*ASSIGNED TASK*
Copy each line in the data that includes the word "HTTP".

*Saved data entries*
▬▬▬

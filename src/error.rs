//! Failure taxonomy for the refresh path.
//!
//! None of these reach a reader of the cache: the orchestrator turns every
//! variant into "keep the last snapshot". They are kept typed so the sync
//! status and tests can tell the failures apart.

use thiserror::Error;

#[derive(Debug, Clone, PartialEq, Eq, Error)]
pub enum SyncError {
  /// Network failure or timeout talking to the remote API.
  #[error("transport error: {0}")]
  Transport(String),

  /// The remote rejected the credential (401/403).
  #[error("credential rejected by remote (HTTP {status})")]
  Auth { status: u16 },

  /// Any other non-success status.
  #[error("remote returned HTTP {status}: {body}")]
  Api { status: u16, body: String },

  /// The response body could not be decoded.
  #[error("failed to decode remote response: {0}")]
  Decode(String),

  /// Persisting the new snapshot failed; nothing was swapped in.
  #[error("failed to persist snapshot: {0}")]
  Storage(String),
}

impl SyncError {
  /// Short label used in log fields.
  pub fn kind(&self) -> &'static str {
    match self {
      Self::Transport(_) => "transport",
      Self::Auth { .. } => "auth",
      Self::Api { .. } => "api",
      Self::Decode(_) => "decode",
      Self::Storage(_) => "storage",
    }
  }
}

impl From<reqwest::Error> for SyncError {
  fn from(e: reqwest::Error) -> Self {
    if e.is_decode() {
      Self::Decode(e.to_string())
    } else {
      Self::Transport(e.to_string())
    }
  }
}

impl From<serde_json::Error> for SyncError {
  fn from(e: serde_json::Error) -> Self {
    Self::Decode(e.to_string())
  }
}
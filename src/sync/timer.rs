use std::time::Duration;

use tokio::task::JoinHandle;
use tokio::time::MissedTickBehavior;
use tracing::{debug, info};

use super::{RepositorySource, Syncer, Trigger};

/// Refresh every `period`, starting immediately, until the handle is aborted.
///
/// A slow refresh delays the following tick instead of bunching ticks up.
pub fn spawn_refresh_timer<S: RepositorySource>(syncer: Syncer<S>, period: Duration) -> JoinHandle<()> {
  info!(period_secs = period.as_secs(), "starting refresh timer");

  tokio::spawn(async move {
    let mut ticker = tokio::time::interval(period);
    ticker.set_missed_tick_behavior(MissedTickBehavior::Delay);

    loop {
      ticker.tick().await;
      let outcome = syncer.refresh(Trigger::Timer).await;
      debug!(
        fresh = outcome.is_fresh(),
        count = outcome.repositories().len(),
        "timer refresh finished"
      );
    }
  })
}
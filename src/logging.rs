use color_eyre::{eyre::eyre, Result};
use tracing_appender::non_blocking::WorkerGuard;
use tracing_subscriber::EnvFilter;

use crate::config::LoggingConfig;

/// Install the global subscriber.
///
/// RUST_LOG takes precedence over the configured level. Logs go to stderr
/// unless a file is configured, so stdout stays clean for command output.
/// Keep the returned guard alive until exit or buffered lines are lost.
pub fn init(config: &LoggingConfig) -> Result<Option<WorkerGuard>> {
  let env_filter = match EnvFilter::try_from_default_env() {
    Ok(f) => f,
    Err(_) => match config.level.parse::<EnvFilter>() {
      Ok(f) => f,
      Err(e) => {
        eprintln!(
          "WARN: log level '{}' is not a valid tracing filter ({}); falling back to 'info'",
          config.level, e
        );
        EnvFilter::new("info")
      }
    },
  };

  let builder = tracing_subscriber::fmt()
    .with_env_filter(env_filter)
    .with_target(true);

  match &config.file {
    Some(path) => {
      if let Some(parent) = path.parent() {
        std::fs::create_dir_all(parent)
          .map_err(|e| eyre!("Failed to create log directory {}: {}", parent.display(), e))?;
      }
      let file = std::fs::OpenOptions::new()
        .create(true)
        .append(true)
        .open(path)
        .map_err(|e| eyre!("Failed to open log file {}: {}", path.display(), e))?;

      let (writer, guard) = tracing_appender::non_blocking(file);
      builder
        .with_writer(writer)
        .with_ansi(false)
        .try_init()
        .map_err(|e| eyre!("Failed to install logger: {}", e))?;
      Ok(Some(guard))
    }
    None => {
      builder
        .with_writer(std::io::stderr)
        .try_init()
        .map_err(|e| eyre!("Failed to install logger: {}", e))?;
      Ok(None)
    }
  }
}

▬▬▬

*WORKED SOLUTION*
  #[error("credential rejected by remote (HTTP {status})")]
  #[error("remote returned HTTP {status}: {body}")]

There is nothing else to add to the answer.